Segment Open

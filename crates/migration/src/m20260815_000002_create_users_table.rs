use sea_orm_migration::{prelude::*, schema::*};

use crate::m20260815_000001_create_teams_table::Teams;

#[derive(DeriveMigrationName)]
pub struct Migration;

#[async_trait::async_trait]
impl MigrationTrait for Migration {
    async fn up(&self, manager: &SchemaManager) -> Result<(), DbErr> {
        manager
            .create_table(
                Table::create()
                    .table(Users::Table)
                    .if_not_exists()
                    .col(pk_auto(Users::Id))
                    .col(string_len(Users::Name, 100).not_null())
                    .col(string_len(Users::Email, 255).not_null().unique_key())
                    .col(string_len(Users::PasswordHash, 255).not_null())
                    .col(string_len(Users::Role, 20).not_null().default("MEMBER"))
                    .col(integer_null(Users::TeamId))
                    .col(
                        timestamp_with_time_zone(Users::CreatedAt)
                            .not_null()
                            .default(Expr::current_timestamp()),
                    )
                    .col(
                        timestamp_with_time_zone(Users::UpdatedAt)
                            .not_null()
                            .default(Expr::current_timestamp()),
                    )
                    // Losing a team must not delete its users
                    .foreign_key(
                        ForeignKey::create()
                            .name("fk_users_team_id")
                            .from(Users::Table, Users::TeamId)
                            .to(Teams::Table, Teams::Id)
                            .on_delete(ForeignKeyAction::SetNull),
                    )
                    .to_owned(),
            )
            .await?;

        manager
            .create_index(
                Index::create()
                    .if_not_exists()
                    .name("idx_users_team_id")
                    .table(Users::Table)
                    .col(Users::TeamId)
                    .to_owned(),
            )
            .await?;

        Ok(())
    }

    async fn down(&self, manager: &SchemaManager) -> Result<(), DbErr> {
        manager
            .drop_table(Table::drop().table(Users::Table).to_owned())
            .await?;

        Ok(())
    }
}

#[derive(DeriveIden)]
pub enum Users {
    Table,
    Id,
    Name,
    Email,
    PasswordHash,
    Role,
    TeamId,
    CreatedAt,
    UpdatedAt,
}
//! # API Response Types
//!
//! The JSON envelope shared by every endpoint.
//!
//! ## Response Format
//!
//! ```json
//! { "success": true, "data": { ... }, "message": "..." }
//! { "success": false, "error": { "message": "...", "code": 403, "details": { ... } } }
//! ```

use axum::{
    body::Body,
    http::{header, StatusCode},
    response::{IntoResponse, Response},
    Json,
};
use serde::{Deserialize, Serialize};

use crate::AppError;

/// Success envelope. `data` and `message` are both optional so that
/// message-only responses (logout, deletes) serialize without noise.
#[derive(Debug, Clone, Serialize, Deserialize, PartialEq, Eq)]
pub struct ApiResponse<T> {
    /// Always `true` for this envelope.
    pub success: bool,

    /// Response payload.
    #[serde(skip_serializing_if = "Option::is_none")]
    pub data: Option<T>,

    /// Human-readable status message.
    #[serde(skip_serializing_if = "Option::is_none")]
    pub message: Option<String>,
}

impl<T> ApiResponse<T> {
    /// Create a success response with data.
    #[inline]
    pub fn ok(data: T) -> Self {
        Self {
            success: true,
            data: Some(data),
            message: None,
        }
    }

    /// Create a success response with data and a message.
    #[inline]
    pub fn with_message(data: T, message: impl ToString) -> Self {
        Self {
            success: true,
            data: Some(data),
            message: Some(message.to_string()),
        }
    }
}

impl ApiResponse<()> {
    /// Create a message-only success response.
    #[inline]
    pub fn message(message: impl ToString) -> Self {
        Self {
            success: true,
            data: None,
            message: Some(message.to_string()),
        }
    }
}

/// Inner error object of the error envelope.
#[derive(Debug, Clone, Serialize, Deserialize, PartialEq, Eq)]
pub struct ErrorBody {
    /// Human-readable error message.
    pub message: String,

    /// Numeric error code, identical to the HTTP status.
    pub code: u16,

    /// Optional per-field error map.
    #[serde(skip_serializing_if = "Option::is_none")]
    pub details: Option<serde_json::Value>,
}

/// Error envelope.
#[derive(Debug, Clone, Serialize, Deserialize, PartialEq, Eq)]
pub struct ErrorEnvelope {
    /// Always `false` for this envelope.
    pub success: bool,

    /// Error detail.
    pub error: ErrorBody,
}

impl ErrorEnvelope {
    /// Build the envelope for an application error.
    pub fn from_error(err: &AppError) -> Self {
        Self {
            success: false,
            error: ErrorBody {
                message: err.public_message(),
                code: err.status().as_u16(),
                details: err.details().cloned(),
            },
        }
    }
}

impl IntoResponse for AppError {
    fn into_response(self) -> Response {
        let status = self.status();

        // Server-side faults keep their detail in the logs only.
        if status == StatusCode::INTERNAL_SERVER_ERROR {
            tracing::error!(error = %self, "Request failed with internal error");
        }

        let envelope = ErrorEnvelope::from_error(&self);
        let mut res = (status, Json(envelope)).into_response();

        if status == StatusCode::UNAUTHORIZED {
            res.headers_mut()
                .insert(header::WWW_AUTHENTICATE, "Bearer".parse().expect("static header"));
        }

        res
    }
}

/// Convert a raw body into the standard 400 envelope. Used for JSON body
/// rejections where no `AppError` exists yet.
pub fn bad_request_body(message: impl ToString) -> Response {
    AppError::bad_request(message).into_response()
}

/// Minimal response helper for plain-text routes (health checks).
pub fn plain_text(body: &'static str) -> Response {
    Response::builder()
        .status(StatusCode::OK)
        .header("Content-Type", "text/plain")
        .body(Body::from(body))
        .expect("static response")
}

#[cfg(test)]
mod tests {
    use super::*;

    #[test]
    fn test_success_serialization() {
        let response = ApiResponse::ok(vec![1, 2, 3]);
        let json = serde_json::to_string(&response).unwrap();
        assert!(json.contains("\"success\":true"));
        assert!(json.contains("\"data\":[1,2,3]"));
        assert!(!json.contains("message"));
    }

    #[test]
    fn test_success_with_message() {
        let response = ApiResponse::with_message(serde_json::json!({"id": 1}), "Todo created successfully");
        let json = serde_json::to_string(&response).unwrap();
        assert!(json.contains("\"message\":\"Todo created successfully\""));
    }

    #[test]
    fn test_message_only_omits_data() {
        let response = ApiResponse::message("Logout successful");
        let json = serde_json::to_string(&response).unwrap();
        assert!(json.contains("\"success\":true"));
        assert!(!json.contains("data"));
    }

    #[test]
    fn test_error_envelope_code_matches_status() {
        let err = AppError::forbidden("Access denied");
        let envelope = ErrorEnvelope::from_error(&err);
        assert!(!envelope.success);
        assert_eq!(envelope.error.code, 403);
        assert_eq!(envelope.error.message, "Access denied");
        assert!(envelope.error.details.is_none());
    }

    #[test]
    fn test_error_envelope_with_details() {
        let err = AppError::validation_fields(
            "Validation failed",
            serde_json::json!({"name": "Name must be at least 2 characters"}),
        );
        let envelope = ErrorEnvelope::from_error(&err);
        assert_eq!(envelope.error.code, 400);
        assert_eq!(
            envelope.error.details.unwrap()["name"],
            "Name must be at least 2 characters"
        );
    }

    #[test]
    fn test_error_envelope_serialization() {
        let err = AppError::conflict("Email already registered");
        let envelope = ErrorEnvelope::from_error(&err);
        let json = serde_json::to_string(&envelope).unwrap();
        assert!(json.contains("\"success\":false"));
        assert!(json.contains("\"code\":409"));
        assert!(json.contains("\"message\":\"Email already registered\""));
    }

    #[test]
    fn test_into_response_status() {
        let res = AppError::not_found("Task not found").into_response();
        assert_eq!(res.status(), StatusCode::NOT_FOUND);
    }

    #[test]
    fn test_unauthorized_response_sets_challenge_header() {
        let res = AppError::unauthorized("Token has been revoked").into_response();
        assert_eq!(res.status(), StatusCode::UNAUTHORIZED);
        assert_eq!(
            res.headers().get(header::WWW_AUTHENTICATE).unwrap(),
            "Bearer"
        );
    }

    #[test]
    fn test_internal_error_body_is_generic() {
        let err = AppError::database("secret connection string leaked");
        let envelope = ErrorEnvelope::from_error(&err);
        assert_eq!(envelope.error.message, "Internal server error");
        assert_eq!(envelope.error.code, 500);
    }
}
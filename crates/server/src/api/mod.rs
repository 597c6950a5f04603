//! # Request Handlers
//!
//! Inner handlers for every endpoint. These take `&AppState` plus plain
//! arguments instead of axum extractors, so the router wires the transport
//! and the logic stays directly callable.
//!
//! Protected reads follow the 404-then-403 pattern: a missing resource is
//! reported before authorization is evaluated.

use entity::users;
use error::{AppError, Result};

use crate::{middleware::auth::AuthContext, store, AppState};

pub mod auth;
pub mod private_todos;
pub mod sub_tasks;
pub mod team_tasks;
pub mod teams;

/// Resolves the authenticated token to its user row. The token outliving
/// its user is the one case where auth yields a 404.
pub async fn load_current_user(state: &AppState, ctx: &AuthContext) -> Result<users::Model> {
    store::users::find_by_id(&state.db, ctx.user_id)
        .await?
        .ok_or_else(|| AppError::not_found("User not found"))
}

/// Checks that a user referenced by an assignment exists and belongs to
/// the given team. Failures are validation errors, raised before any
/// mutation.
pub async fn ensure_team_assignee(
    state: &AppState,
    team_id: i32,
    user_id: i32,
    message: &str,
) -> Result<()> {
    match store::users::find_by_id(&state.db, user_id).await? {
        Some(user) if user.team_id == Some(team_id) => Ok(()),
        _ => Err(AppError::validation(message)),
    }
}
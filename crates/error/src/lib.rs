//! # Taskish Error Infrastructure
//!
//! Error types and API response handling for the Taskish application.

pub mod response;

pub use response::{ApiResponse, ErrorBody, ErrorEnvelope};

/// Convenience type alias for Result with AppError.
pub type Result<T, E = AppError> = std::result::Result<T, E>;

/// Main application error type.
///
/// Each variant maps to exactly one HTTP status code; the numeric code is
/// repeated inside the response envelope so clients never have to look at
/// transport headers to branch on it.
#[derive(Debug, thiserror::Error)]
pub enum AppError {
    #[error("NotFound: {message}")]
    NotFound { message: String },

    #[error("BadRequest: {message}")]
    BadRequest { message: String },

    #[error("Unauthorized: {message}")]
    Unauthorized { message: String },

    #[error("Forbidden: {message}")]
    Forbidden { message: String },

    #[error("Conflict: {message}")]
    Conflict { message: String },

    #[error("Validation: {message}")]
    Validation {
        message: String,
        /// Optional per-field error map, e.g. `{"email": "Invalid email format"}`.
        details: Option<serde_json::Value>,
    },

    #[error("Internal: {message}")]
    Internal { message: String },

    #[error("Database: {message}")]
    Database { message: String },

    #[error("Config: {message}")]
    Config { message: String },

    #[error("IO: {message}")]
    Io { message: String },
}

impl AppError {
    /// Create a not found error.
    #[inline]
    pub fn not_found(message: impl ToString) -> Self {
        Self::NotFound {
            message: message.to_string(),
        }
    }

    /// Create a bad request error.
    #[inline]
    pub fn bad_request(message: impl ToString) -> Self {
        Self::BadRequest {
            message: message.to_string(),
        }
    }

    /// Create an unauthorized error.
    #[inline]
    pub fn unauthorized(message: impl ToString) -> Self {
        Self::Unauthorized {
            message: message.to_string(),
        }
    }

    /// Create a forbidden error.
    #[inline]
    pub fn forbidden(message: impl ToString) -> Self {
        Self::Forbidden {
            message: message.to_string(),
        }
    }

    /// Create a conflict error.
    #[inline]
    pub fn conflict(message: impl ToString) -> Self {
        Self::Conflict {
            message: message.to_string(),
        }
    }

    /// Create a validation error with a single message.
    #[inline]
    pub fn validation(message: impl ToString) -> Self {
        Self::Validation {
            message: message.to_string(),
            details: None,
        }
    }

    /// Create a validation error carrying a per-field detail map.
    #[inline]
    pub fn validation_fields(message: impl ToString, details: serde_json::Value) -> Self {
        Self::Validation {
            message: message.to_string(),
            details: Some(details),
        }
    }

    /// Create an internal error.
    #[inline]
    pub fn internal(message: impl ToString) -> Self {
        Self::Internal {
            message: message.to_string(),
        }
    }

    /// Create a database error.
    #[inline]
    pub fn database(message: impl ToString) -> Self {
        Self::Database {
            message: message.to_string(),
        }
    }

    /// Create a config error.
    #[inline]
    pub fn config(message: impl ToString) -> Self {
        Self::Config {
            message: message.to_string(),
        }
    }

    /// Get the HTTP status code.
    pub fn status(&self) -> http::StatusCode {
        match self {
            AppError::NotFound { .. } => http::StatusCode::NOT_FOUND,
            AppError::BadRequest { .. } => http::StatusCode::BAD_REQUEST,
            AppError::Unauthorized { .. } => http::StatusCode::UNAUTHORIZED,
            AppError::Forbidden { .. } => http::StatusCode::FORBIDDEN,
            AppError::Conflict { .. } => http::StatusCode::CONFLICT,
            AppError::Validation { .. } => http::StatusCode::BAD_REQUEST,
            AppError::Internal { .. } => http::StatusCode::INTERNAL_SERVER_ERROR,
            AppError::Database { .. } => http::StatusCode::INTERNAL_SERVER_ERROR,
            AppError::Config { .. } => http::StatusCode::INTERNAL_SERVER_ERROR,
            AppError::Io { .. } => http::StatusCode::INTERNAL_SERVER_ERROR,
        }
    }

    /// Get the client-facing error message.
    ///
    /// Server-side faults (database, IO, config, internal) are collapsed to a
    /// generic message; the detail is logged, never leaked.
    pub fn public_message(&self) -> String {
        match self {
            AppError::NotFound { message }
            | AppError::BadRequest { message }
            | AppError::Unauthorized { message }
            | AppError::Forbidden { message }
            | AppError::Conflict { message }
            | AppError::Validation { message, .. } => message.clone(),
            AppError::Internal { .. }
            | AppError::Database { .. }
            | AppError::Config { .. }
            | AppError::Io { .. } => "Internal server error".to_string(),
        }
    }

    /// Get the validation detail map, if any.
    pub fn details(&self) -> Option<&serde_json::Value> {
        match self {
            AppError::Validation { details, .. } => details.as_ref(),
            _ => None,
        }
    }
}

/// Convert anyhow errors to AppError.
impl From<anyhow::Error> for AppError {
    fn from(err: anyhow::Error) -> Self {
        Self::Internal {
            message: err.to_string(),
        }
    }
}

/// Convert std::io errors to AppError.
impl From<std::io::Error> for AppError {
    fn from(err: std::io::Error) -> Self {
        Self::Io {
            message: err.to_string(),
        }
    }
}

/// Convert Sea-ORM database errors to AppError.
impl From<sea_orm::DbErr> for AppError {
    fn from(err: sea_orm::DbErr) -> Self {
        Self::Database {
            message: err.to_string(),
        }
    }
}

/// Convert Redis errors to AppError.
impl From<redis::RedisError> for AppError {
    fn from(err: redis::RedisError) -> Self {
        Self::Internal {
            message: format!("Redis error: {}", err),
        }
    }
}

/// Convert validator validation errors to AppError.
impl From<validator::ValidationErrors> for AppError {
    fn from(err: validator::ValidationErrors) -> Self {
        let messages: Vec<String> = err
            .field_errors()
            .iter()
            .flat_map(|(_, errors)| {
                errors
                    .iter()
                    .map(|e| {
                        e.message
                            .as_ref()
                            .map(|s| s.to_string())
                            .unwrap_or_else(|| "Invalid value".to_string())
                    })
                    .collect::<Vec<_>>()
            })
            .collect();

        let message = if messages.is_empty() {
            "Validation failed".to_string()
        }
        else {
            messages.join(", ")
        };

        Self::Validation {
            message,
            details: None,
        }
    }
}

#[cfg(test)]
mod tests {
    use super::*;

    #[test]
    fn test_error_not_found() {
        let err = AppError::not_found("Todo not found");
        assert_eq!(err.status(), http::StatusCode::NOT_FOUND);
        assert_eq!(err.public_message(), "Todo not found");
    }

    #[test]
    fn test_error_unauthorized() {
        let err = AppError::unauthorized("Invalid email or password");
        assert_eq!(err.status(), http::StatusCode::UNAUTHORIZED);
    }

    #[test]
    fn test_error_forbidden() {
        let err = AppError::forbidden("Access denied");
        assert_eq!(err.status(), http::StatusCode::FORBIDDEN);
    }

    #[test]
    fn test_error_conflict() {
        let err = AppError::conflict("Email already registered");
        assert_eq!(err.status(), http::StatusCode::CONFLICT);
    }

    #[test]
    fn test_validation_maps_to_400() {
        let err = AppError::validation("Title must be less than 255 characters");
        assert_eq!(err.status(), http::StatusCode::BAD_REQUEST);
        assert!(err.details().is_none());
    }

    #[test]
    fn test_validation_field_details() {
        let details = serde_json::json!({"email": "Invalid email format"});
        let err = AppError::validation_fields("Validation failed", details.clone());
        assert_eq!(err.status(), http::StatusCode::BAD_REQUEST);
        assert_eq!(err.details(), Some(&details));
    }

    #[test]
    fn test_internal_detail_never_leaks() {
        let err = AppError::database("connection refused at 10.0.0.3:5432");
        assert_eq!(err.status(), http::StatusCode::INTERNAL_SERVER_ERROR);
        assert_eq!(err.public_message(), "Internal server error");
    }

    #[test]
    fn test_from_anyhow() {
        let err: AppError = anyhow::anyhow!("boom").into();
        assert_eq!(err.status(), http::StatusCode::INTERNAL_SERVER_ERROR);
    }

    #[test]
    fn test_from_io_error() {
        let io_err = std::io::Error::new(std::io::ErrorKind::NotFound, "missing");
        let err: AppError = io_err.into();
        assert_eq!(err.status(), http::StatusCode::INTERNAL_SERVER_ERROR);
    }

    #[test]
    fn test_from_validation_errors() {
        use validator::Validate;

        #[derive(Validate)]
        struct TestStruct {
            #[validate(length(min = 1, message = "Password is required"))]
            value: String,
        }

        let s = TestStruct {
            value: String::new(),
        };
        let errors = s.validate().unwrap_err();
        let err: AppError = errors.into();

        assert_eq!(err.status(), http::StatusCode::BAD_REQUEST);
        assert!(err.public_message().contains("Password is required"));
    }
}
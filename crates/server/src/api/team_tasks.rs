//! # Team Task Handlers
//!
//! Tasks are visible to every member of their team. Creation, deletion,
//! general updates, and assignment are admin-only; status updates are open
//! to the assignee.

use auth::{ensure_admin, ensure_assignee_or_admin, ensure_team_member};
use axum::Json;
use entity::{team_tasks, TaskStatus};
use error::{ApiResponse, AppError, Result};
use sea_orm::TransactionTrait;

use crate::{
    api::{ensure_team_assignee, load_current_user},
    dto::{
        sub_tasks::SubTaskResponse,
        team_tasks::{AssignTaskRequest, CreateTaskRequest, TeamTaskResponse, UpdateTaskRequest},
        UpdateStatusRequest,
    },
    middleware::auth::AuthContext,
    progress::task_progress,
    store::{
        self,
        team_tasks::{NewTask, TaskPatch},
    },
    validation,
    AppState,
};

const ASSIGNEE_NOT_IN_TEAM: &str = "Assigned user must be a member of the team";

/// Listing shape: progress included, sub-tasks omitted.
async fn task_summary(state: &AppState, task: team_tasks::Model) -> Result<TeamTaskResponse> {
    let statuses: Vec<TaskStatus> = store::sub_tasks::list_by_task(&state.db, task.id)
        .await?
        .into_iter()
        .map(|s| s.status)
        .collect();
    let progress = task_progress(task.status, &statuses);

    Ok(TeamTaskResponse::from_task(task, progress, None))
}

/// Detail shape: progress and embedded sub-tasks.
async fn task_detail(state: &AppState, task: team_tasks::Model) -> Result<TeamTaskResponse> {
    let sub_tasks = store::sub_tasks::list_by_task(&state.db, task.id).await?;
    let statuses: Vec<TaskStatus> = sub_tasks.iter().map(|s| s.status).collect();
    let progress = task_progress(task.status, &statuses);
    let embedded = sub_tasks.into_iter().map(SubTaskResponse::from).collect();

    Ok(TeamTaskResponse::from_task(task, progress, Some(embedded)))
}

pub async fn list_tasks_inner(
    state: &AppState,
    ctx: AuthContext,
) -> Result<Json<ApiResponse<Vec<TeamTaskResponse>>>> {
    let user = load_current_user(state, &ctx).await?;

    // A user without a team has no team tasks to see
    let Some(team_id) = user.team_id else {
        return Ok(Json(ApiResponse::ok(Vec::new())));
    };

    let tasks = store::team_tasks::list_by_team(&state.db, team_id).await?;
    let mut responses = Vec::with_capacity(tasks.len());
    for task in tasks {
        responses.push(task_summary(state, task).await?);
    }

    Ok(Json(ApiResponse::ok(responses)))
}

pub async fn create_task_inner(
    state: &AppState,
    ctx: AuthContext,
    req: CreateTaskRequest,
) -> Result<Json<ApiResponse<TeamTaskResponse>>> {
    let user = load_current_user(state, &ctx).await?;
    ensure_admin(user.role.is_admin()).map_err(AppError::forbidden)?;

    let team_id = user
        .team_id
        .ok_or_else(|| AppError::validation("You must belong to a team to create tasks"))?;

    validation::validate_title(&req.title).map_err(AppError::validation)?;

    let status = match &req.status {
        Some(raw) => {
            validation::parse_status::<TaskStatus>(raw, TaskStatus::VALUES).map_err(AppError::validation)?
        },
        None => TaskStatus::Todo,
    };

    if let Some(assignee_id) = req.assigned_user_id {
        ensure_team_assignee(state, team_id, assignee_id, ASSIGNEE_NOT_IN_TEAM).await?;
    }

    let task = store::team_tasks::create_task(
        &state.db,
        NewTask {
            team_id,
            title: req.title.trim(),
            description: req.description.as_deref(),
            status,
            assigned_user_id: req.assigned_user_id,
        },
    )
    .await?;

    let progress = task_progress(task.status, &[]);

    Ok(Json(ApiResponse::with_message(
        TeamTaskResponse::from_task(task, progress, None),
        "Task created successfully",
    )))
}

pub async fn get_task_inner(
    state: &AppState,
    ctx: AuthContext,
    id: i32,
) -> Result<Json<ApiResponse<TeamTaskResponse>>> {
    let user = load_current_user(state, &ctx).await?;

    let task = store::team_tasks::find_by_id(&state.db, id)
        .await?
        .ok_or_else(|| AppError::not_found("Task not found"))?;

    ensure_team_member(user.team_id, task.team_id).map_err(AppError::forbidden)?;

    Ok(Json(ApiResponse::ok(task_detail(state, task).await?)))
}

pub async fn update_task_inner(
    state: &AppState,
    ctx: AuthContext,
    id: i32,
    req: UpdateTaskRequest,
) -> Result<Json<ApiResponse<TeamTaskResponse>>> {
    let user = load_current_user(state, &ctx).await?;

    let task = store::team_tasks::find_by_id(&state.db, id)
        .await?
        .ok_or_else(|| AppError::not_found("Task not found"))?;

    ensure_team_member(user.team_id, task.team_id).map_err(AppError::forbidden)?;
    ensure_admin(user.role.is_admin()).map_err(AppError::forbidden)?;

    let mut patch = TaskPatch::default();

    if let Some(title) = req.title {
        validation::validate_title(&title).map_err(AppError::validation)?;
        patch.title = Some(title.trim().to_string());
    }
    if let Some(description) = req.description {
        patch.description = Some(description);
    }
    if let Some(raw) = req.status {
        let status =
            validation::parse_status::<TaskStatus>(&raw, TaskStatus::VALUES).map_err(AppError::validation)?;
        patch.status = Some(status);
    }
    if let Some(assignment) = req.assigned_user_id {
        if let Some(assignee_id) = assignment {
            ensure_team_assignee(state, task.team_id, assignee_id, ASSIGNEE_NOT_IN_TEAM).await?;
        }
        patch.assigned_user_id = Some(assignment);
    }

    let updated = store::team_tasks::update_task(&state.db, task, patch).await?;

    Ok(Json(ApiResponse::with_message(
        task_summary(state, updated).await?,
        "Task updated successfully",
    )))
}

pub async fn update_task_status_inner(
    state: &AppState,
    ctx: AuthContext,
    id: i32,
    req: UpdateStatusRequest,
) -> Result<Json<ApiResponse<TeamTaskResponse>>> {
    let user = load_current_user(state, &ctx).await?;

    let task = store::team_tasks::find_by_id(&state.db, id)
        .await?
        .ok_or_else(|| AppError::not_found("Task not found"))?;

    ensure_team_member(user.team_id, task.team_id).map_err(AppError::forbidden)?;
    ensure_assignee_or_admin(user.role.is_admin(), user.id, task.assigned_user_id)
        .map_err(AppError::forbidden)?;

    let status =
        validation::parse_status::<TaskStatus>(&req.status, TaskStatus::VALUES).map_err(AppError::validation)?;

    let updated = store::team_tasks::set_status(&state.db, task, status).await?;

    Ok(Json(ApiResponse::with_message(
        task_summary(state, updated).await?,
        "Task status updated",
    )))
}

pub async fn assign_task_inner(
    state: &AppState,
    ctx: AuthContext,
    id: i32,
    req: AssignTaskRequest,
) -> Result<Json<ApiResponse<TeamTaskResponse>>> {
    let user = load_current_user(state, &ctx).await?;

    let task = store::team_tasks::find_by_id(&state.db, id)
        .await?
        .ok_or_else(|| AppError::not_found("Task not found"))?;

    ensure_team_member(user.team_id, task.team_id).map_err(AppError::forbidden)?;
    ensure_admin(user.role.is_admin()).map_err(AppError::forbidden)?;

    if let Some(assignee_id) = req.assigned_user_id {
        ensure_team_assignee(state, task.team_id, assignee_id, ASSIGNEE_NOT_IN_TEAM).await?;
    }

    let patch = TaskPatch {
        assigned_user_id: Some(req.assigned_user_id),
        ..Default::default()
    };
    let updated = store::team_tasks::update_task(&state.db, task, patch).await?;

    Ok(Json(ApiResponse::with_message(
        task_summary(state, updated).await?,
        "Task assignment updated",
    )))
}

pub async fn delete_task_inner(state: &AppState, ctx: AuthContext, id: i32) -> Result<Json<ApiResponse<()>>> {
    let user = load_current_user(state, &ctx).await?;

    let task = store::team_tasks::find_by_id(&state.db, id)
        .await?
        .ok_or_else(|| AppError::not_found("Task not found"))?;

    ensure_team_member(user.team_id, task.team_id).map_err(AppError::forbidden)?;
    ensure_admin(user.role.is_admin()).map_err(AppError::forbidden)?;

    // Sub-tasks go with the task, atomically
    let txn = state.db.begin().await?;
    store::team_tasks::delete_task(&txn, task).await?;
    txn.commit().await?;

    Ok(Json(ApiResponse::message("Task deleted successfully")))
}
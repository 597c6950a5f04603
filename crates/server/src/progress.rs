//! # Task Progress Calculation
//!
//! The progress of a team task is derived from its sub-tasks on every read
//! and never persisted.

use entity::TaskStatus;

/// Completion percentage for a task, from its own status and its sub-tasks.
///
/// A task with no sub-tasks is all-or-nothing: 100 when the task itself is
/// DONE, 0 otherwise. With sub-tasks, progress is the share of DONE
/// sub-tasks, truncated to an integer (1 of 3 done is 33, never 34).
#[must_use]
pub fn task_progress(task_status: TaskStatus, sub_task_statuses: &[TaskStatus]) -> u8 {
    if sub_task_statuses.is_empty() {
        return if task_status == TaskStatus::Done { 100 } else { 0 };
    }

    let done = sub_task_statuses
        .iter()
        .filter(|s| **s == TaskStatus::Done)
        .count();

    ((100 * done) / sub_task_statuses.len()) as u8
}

Segment Closed

Search the records above for the word "NewTask" and give the number of lines where it occurs, nothing else.

2